The allergy to shellfish is an unusual reaction of the immune system of the body in response to specific marine animals. The marine animals that fall under the shellfish category include mollusks and crustaceans like lobster, shrimp, crab, and oysters. They also include squid, and scallops, among others.
People with a shellfish allergy react to all types of shellfish, while others are sensitive to specific varieties. The symptoms can range from mild – such as an itchy nose or hives, to extreme and life-threatening.
If you suspect that you suffer from an allergy to shellfish, speak with your physician. Testing can help determine the allergy and allow you to be prepared for any future reactions.

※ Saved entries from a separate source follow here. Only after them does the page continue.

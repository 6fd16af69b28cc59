//! # zabdash-adapter-http-axum
//!
//! HTTP adapter built on [axum](https://docs.rs/axum).
//!
//! ## Responsibilities
//! - Serve a small **JSON API** (`/api/devices`, `/api/devices/triggers`,
//!   `/api/deviceinfo`) authenticated with a Bearer token or the session cookie
//! - Serve a **server-side-rendered HTML dashboard** that works with
//!   **zero JavaScript**: the device grid, the detail side panel, the export
//!   download and the settings form
//! - Serve the embedded device icons
//! - Map application results into HTTP responses (JSON or HTML)
//!
//! ## No-JS dashboard approach
//! - Every page is rendered server-side as complete HTML from the poller's
//!   latest snapshot.
//! - Login, logout and settings are `<form>` elements that POST back to the
//!   server and redirect (PRG pattern).
//! - The dashboard reloads itself with `<meta http-equiv="refresh">` at the
//!   current polling interval.
//!
//! ## Dependency rule
//! Depends on `zabdash-app` (for port traits and services) and
//! `zabdash-domain` (for domain types used in request/response mapping).
//! Never leaks axum types into the domain.

pub mod api;
pub mod dashboard;
pub mod error;
pub mod icons;
pub mod router;
pub mod session;
pub mod state;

Allergies to shellfish typically manifest within minutes or an hour after eating shellfish. They may include:
- Hives, itching or eczema (atopic dermatitis)
- Swelling of the lips, face, tongue and throat, or other parts of the body
- Wheezing, nasal congestion or trouble breathing
- Abdominal pain, diarrhea, nausea or vomiting
- Dizziness, lightheadedness or fainting
Allergies can result in a severe, life-threatening reaction, known as anaphylaxis. An anaphylactic reaction to shellfish or anything else is an emergency medical situation that requires treatment using an injection of epinephrine (adrenaline), as well as an appointment to the emergency room.

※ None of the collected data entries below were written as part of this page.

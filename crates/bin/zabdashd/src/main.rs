//! # zabdashd — Zabbix dashboard daemon
//!
//! Composition root that wires all adapters together and starts the server.
//!
//! ## Responsibilities
//! - Parse configuration (config file, env vars)
//! - Initialise `tracing` from the configured filter
//! - Construct the Zabbix JSON-RPC client (driven adapter)
//! - Construct application services and the device poller, injecting the
//!   client via port traits
//! - Spawn the poller and serve the axum router
//! - Handle graceful shutdown (SIGTERM/SIGINT), stopping the poller too
//!
//! ## Dependency rule
//! This is the **only** crate that depends on all other crates.
//! It is the wiring layer — no domain logic belongs here.

mod config;

use std::sync::Arc;

use anyhow::Context;
use tokio::sync::watch;
use tracing_subscriber::EnvFilter;

use zabdash_adapter_http_axum::icons::EmbeddedIcons;
use zabdash_adapter_http_axum::router;
use zabdash_adapter_http_axum::state::AppState;
use zabdash_adapter_zabbix_reqwest::ZabbixClient;
use zabdash_app::poller::Poller;
use zabdash_app::services::auth_service::AuthService;
use zabdash_app::services::device_service::DeviceService;

use crate::config::Config;

#[tokio::main]
async fn main() -> anyhow::Result<()> {
    let config = Config::load().context("failed to load configuration")?;
    init_tracing(&config.logging.filter);

    // Driven adapter
    let api = Arc::new(
        ZabbixClient::new(config.zabbix.clone()).context("failed to build Zabbix client")?,
    );
    tracing::info!(url = %api.url(), "using Zabbix API");

    // Services
    let auth_service = Arc::new(AuthService::new(Arc::clone(&api)));
    let device_service = Arc::new(DeviceService::new(Arc::clone(&api), EmbeddedIcons));
    let poller = Arc::new(Poller::new(
        Arc::clone(&device_service),
        config.refresh_interval(),
    ));

    // Poller
    let (stop_tx, stop_rx) = watch::channel(false);
    let poller_task = tokio::spawn(Arc::clone(&poller).run(stopped(stop_rx)));

    // HTTP
    let app = router::build(AppState::from_arcs(auth_service, device_service, poller));
    let bind_addr = config.bind_addr();
    let listener = tokio::net::TcpListener::bind(&bind_addr)
        .await
        .with_context(|| format!("failed to bind {bind_addr}"))?;
    tracing::info!("zabdashd listening on http://{bind_addr}");

    axum::serve(listener, app)
        .with_graceful_shutdown(shutdown_signal())
        .await
        .context("HTTP server failed")?;

    let _ = stop_tx.send(true);
    poller_task.await.context("poller task panicked")?;
    tracing::info!("zabdashd stopped");
    Ok(())
}

fn init_tracing(filter: &str) {
    let filter = EnvFilter::try_new(filter).unwrap_or_else(|err| {
        eprintln!("invalid log filter {filter:?} ({err}), falling back to info");
        EnvFilter::new("info")
    });
    tracing_subscriber::fmt().with_env_filter(filter).init();
}

/// Resolves once `true` is sent, or the sender is gone.
async fn stopped(mut rx: watch::Receiver<bool>) {
    let _ = rx.wait_for(|stop| *stop).await;
}

async fn shutdown_signal() {
    let ctrl_c = async {
        if let Err(err) = tokio::signal::ctrl_c().await {
            tracing::error!(error = %err, "failed to listen for ctrl-c");
            std::future::pending::<()>().await;
        }
    };

    #[cfg(unix)]
    let terminate = async {
        match tokio::signal::unix::signal(tokio::signal::unix::SignalKind::terminate()) {
            Ok(mut signal) => {
                signal.recv().await;
            }
            Err(err) => {
                tracing::error!(error = %err, "failed to listen for SIGTERM");
                std::future::pending::<()>().await;
            }
        }
    };

    #[cfg(not(unix))]
    let terminate = std::future::pending::<()>();

    tokio::select! {
        () = ctrl_c => {},
        () = terminate => {},
    }
    tracing::info!("shutdown signal received");
}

Signs and symptoms of anaphylaxis include:
- A swollen throat or a lump in your throat (airway constriction) that makes it difficult for you to breathe
- Shock, with a severe drop in your blood pressure
- Dizziness, lightheadedness or loss of consciousness
Prevention: If you suffer from a shellfish allergy, the best solution to prevent the possibility of an allergy is to stay away from any shellfish or products made from shellfish. Even small levels of shellfish could cause severe reactions in certain individuals.